Preoperatively, 11 of 125 cases (8.8%) showed TPI (+), TI (+), and TT (-), indicating negative valgus TT (medial tilt), and 114 of 125 (91.2%) showed TPI (+), TI (+), and TT (+), indicating positive varus TT (lateral tilt). The orientation of the ankle joint became more parallel with the ground after TKA. Postoperatively, 17 of 125 cases (13.6%) showed a TPI (+), TI (+), and TT (-) pattern, 72 of 125 (57.6%) showed a TPI (+), TI (+), and TT (+) pattern, 7 of 125 (5.6%) showed a TPI 0, TI 0, and TT 0 pattern, 12 of 125 (9.6%) showed a TPI (-), TI (-), and TT (+) pattern, and 17 of 125 (13.6%) showed a TPI (-), TI (-), and TT (-) pattern (Table 1).

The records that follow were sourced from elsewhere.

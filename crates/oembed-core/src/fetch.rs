//! The fetch capability used by protocol providers.
//!
//! The core only depends on [`Fetch`]; the `http` feature adds
//! [`HttpFetcher`], a blocking `reqwest` implementation with a request
//! timeout.

/// Response returned by a [`Fetch`] implementation.
///
/// Non-success statuses are returned as-is; deciding what counts as a
/// failure is up to the caller.
#[derive(Debug, Clone, PartialEq, Eq)]
pub struct FetchResponse {
    pub status: u16,
    pub body: String,
}

impl FetchResponse {
    pub fn new(status: u16, body: impl Into<String>) -> Self {
        Self {
            status,
            body: body.into(),
        }
    }

    /// `true` for 2xx statuses.
    pub fn is_success(&self) -> bool {
        (200..300).contains(&self.status)
    }
}

/// Transport-level failure.
#[derive(Debug, Clone, thiserror::Error)]
pub enum FetchError {
    /// The request did not complete within the configured timeout.
    #[error("request to {url} timed out")]
    Timeout { url: String },

    /// Connection, TLS or body read failure.
    #[error("request to {url} failed: {message}")]
    Transport { url: String, message: String },
}

/// Performs a single GET request.
///
/// Implementations must be safe to share between threads; a resolver holds
/// its fetcher behind an `Arc`.
pub trait Fetch: Send + Sync {
    fn request(&self, url: &str) -> Result<FetchResponse, FetchError>;
}

impl<F> Fetch for F
where
    F: Fn(&str) -> Result<FetchResponse, FetchError> + Send + Sync,
{
    fn request(&self, url: &str) -> Result<FetchResponse, FetchError> {
        self(url)
    }
}

#[cfg(feature = "http")]
pub use http::HttpFetcher;

#[cfg(feature = "http")]
mod http {
    use std::time::Duration;

    use reqwest::blocking::Client;

    use super::{Fetch, FetchError, FetchResponse};

    /// Default request timeout.
    pub const DEFAULT_TIMEOUT: Duration = Duration::from_secs(10);

    const USER_AGENT: &str = concat!("oembed/", env!("CARGO_PKG_VERSION"));

    /// Blocking HTTP fetcher backed by `reqwest`.
    #[derive(Debug, Clone)]
    pub struct HttpFetcher {
        client: Client,
        timeout: Duration,
    }

    impl HttpFetcher {
        /// Create a fetcher with the default timeout and user agent.
        pub fn new() -> Self {
            Self::with_timeout(DEFAULT_TIMEOUT)
        }

        /// Create a fetcher with a custom request timeout.
        pub fn with_timeout(timeout: Duration) -> Self {
            Self::with_options(timeout, USER_AGENT)
        }

        /// Create a fetcher with a custom timeout and user agent.
        pub fn with_options(timeout: Duration, user_agent: &str) -> Self {
            let client = Client::builder()
                .timeout(timeout)
                .user_agent(user_agent)
                .build()
                .unwrap_or_else(|e| {
                    tracing::warn!("Failed to build HTTP client with timeout: {}", e);
                    Client::new()
                });

            Self { client, timeout }
        }

        pub fn timeout(&self) -> Duration {
            self.timeout
        }
    }

    impl Default for HttpFetcher {
        fn default() -> Self {
            Self::new()
        }
    }

    impl Fetch for HttpFetcher {
        fn request(&self, url: &str) -> Result<FetchResponse, FetchError> {
            let to_error = |e: reqwest::Error| {
                if e.is_timeout() {
                    FetchError::Timeout {
                        url: url.to_string(),
                    }
                } else {
                    FetchError::Transport {
                        url: url.to_string(),
                        message: e.to_string(),
                    }
                }
            };

            let response = self.client.get(url).send().map_err(to_error)?;
            let status = response.status().as_u16();
            let body = response.text().map_err(to_error)?;

            Ok(FetchResponse { status, body })
        }
    }
}

#[cfg(feature = "http")]
pub use http::DEFAULT_TIMEOUT;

|TPI (+), TI (+), TT (-)||11 (8.8%)||17 (13.6%)|
|TPI (+), TI (+), TT (+)||114 (91.2%)||72 (57.6%)|
|TPI 0, TI 0, TT 0||0||7 (5.6%)|
|TPI (-), TI (-), TT (+)||0||12 (9.6%)|
|TPI (-), TI (-), TT (-)||0||17 (13.6%)|
Table 1 Preoperative and postoperative TPI, TI, and TT.
The mean HKA decreased from 15.4° ± 5.9° preoperatively to 1.2° ± 2.1° at 2 weeks postoperatively. The medial inclination of the distal tibial joint surface and the upper talus decreased after TKA. The mean TPI decreased from 11.0° ± 5.0° preoperatively to 2.8° ± 4.5° after postoperatively, and the mean TI and mean TT decreased from 13.4° ± 5.8° to 3.6° ± 5.3° and from 2.2° ± 2.4° to 0.8° ± 1.8°, respectively. HKA, TPI, TI, and TT decreased significantly between preoperatively and 2 weeks postoperatively (p < 0.05 for all four parameters; Table 2). Pearson correlation coefficient analysis showed that the change in HKA was correlated with the change in TPI (r = 0.500, p < 0.05) and TI (r = 0.480, p < 0.05), the change in TPI was correlated with the changes in TI (r = 0.870, p < 0.05) and TT (r = 0.260, p < 0.05), and the change in TI was correlated with the change in TT (r = 0.285, p < 0.05; Table 3).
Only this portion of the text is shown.